It is also important to think about birth control options well before
the time you become fertile again. For the nursing mother who wants
to space her pregnancies, there are many birth control options to
choose from. Each method offers advantages and disadvantages.
As long as the nursing mother
is exclusively breastfeeding, (nursing frequently day and night
with no supplemental feedings), the baby is younger than 6 months
of age, and the mother has not started having periods, she is more
than 98% protected against pregnancy. It is important to understand
that as soon as there is a decline in breastfeeding, due to the
baby eating supplemental feedings or nursing less often, the contraceptive
protection decreases, and other methods should be considered. Fertility
is most effectively suppressed when the baby goes no longer than
four hours during the day and six hours at night between feedings.
The pattern of breastfeeding is a key factor, but the mother's own
body chemistry also has an influence. Some mothers nurse without
supplements and still start having periods within the first few
months of nursing. Others whose babies sleep through the night or
have supplemental feedings will not have a period for twelve months
or longer. Some women go as long as two years or more without menstruating.
After the initial flow of lochia (the bleeding experienced for two
to four weeks after birth) has stopped, nursing mothers will usually
experience no vaginal bleeding for several months. Often, the first
period occurs without ovulation. Many women refer to this as a "warning"
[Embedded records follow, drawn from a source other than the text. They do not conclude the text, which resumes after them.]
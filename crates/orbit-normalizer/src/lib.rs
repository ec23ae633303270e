//! Streaming event normalizer (§4.2).
//!
//! Aggregates chunked provider deltas keyed by `(sessionId, turnId)` into
//! normalized events: a type switch or a `done`/`error` marker flushes the
//! accumulated context; an idle context flushes itself after an inactivity
//! timeout. Emitted events are broadcast on an [`EventBus`]-style channel
//! rather than returned synchronously, since a timeout flush has no
//! synchronous caller to return to.

#![deny(unsafe_code)]

mod context;

use std::sync::Arc;
use std::time::Duration;

use dashmap::DashMap;
use orbit_core::event::NormalizedEvent;
use orbit_core::ReliabilityCounters;
use serde_json::Value;
use tokio::sync::broadcast;
use tracing::{trace, warn};

use context::{map_category, StreamingContext};

/// Default inactivity timeout before a buffered streaming context is
/// flushed and discarded (§4.2 step 6, §7 timeouts table).
pub const DEFAULT_INACTIVITY_TIMEOUT: Duration = Duration::from_secs(30);

/// Default broadcast channel capacity, matching the backlog the relay's
/// subscription fabric can plausibly need to absorb between polls.
pub const DEFAULT_CHANNEL_CAPACITY: usize = 1024;

fn context_key(session_id: &str, turn_id: &str) -> String {
    format!("{session_id}:{turn_id}")
}

/// Aggregates a single provider's raw streaming updates into
/// [`NormalizedEvent`]s and broadcasts them to subscribers.
#[derive(Clone)]
pub struct Normalizer {
    inner: Arc<Inner>,
}

struct Inner {
    contexts: DashMap<String, StreamingContext>,
    sender: broadcast::Sender<NormalizedEvent>,
    timeout: Duration,
    counters: Option<Arc<ReliabilityCounters>>,
}

impl Normalizer {
    /// A normalizer with the default inactivity timeout and no reliability
    /// counters wired in.
    #[must_use]
    pub fn new() -> Self {
        Self::with_timeout(DEFAULT_INACTIVITY_TIMEOUT)
    }

    /// A normalizer with a custom inactivity timeout.
    #[must_use]
    pub fn with_timeout(timeout: Duration) -> Self {
        let (sender, _) = broadcast::channel(DEFAULT_CHANNEL_CAPACITY);
        Self {
            inner: Arc::new(Inner {
                contexts: DashMap::new(),
                sender,
                timeout,
                counters: None,
            }),
        }
    }

    /// Attach reliability counters; timeout flushes increment
    /// `normalizer_timeouts`. Intended to be chained immediately after
    /// construction, before the normalizer is cloned or shared.
    #[must_use]
    pub fn with_counters(self, counters: Arc<ReliabilityCounters>) -> Self {
        Self {
            inner: Arc::new(Inner {
                contexts: DashMap::new(),
                sender: self.inner.sender.clone(),
                timeout: self.inner.timeout,
                counters: Some(counters),
            }),
        }
    }

    /// Subscribe to every emitted normalized event.
    #[must_use]
    pub fn subscribe(&self) -> broadcast::Receiver<NormalizedEvent> {
        self.inner.sender.subscribe()
    }

    /// Process one raw update `{type, delta?, done?, ...fields}` for
    /// `(provider, sessionId, turnId)`. May synchronously emit up to two
    /// events (an old-context type-switch flush, then a done/error flush of
    /// the resulting context) in arrival order; both are also broadcast.
    pub fn process(&self, provider: &str, session_id: &str, turn_id: &str, update: Value) -> Vec<NormalizedEvent> {
        let update_type = update.get("type").and_then(Value::as_str).unwrap_or("");
        let new_category = map_category(update_type);
        let key = context_key(session_id, turn_id);
        let mut emitted = Vec::with_capacity(2);

        let existing_category = self.inner.contexts.get(&key).map(|c| c.category);
        let should_switch = matches!(existing_category, Some(cat) if cat != new_category)
            && self
                .inner
                .contexts
                .get(&key)
                .map(StreamingContext::has_chunks)
                .unwrap_or(false);

        if should_switch {
            if let Some((_, old)) = self.inner.contexts.remove(&key) {
                let event = old.flush(NormalizedEvent::new_event_id(), provider);
                self.emit(event.clone());
                emitted.push(event);
            }
        }

        {
            let mut entry = self
                .inner
                .contexts
                .entry(key.clone())
                .or_insert_with(|| StreamingContext::new(provider.to_string(), session_id.to_string(), turn_id.to_string(), new_category));
            entry.apply(&update);
            entry.generation += 1;
        }

        let done = update.get("done").and_then(Value::as_bool).unwrap_or(false) || update_type == "error";

        if done {
            if let Some((_, ctx)) = self.inner.contexts.remove(&key) {
                let event = ctx.flush(NormalizedEvent::new_event_id(), provider);
                self.emit(event.clone());
                emitted.push(event);
            }
        } else {
            self.arm_timeout(key, provider.to_string());
        }

        emitted
    }

    fn emit(&self, event: NormalizedEvent) {
        // No receivers is a normal, unremarkable state (no client has
        // subscribed to this thread yet).
        let _ = self.inner.sender.send(event);
    }

    fn arm_timeout(&self, key: String, provider: String) {
        let generation = match self.inner.contexts.get(&key) {
            Some(ctx) => ctx.generation,
            None => return,
        };
        let inner = self.inner.clone();
        let timeout = inner.timeout;
        tokio::spawn(async move {
            tokio::time::sleep(timeout).await;
            let still_current = inner
                .contexts
                .get(&key)
                .map(|ctx| ctx.generation == generation)
                .unwrap_or(false);
            if !still_current {
                return;
            }
            if let Some((_, ctx)) = inner.contexts.remove(&key) {
                warn!(
                    session_id = %ctx.session_id,
                    turn_id = %ctx.turn_id,
                    "streaming context flushed on inactivity timeout"
                );
                if let Some(counters) = &inner.counters {
                    counters.inc_normalizer_timeout();
                }
                let event = ctx.flush(NormalizedEvent::new_event_id(), &provider);
                let _ = inner.sender.send(event);
            } else {
                trace!(%key, "timeout fired for already-removed context");
            }
        });
    }

    /// Number of streaming contexts currently buffered, across all
    /// sessions and turns.
    #[must_use]
    pub fn active_context_count(&self) -> usize {
        self.inner.contexts.len()
    }
}

impl Default for Normalizer {
    fn default() -> Self {
        Self::new()
    }
}

#[cfg(test)]
mod tests {
    use super::*;
    use serde_json::json;

    #[tokio::test]
    async fn aggregates_chunks_into_one_event_on_done() {
        let normalizer = Normalizer::new();
        let mut rx = normalizer.subscribe();

        assert!(normalizer
            .process("codex", "s1", "t1", json!({"type":"content","delta":"Hello "}))
            .is_empty());
        assert!(normalizer
            .process("codex", "s1", "t1", json!({"type":"content","delta":"world"}))
            .is_empty());
        let emitted = normalizer.process("codex", "s1", "t1", json!({"type":"content","delta":"!","done":true}));

        assert_eq!(emitted.len(), 1);
        assert_eq!(emitted[0].text.as_deref(), Some("Hello world!"));
        assert_eq!(emitted[0].category, orbit_core::EventCategory::AgentMessage);

        let broadcast_event = rx.recv().await.unwrap();
        assert_eq!(broadcast_event.event_id, emitted[0].event_id);
    }

    #[tokio::test]
    async fn type_switch_flushes_old_context_before_starting_new_one() {
        let normalizer = Normalizer::new();

        assert!(normalizer
            .process("codex", "s1", "t1", json!({"type":"content","delta":"partial"}))
            .is_empty());

        let emitted = normalizer.process(
            "codex",
            "s1",
            "t1",
            json!({"type":"error","error":"boom"}),
        );

        // The content flush (type switch) and the error flush (done) both
        // land in this single call, content first.
        assert_eq!(emitted.len(), 2);
        assert_eq!(emitted[0].category, orbit_core::EventCategory::AgentMessage);
        assert_eq!(emitted[0].text.as_deref(), Some("partial"));
        assert_eq!(emitted[1].category, orbit_core::EventCategory::LifecycleStatus);
    }

    #[tokio::test]
    async fn empty_text_is_represented_as_absent() {
        let normalizer = Normalizer::new();
        let emitted = normalizer.process(
            "codex",
            "s1",
            "t1",
            json!({"type":"tool","command":"ls","done":true}),
        );
        assert_eq!(emitted.len(), 1);
        assert_eq!(emitted[0].text, None);
        assert!(emitted[0].payload.is_some());
    }

    #[tokio::test]
    async fn distinct_turns_do_not_interfere() {
        let normalizer = Normalizer::new();
        assert!(normalizer
            .process("codex", "s1", "t1", json!({"type":"content","delta":"a"}))
            .is_empty());
        assert!(normalizer
            .process("codex", "s1", "t2", json!({"type":"content","delta":"b"}))
            .is_empty());
        assert_eq!(normalizer.active_context_count(), 2);
    }

    #[tokio::test]
    async fn inactivity_timeout_flushes_buffered_context() {
        let normalizer = Normalizer::with_timeout(Duration::from_millis(50));
        let mut rx = normalizer.subscribe();

        assert!(normalizer
            .process("codex", "s1", "t1", json!({"type":"content","delta":"stalled"}))
            .is_empty());

        let event = tokio::time::timeout(Duration::from_secs(2), rx.recv())
            .await
            .unwrap()
            .unwrap();
        assert_eq!(event.text.as_deref(), Some("stalled"));
        assert_eq!(normalizer.active_context_count(), 0);
    }

    #[tokio::test]
    async fn steady_chunk_stream_never_times_out() {
        let normalizer = Normalizer::with_timeout(Duration::from_millis(80));
        for _ in 0..5 {
            tokio::time::sleep(Duration::from_millis(40)).await;
            assert!(normalizer
                .process("codex", "s1", "t1", json!({"type":"content","delta":"x"}))
                .is_empty());
        }
        assert_eq!(normalizer.active_context_count(), 1);
    }
}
period, and take it as a sign that they are fertile from that point
on. Often light bleeding or spotting is the first indication of
the return of fertility. Any bleeding or spotting that lasts more
than a couple of days should be considered a sign that the mother
is fertile again. It is not unusual for a mother to have irregular
periods during the time she is nursing.
The first choice of birth
control for nursing mothers is non-hormonal methods. This includes
condom use, which has the advantages of being readily available,
and having no effect on breastfeeding. Condoms can be very effective
if used correctly. Condoms offer some protection against STDS (sexually
transmitted diseases) and have no risks to the mother or child,
but can be irritating to vaginal tissue and may require additional
lubrication.
IUDs (intrauterine device)
have no effect on breastfeeding, and are very effective. There is
a possible risk of expulsion or uterine perforation if the device
is not properly placed or is inserted before 6 weeks postpartum.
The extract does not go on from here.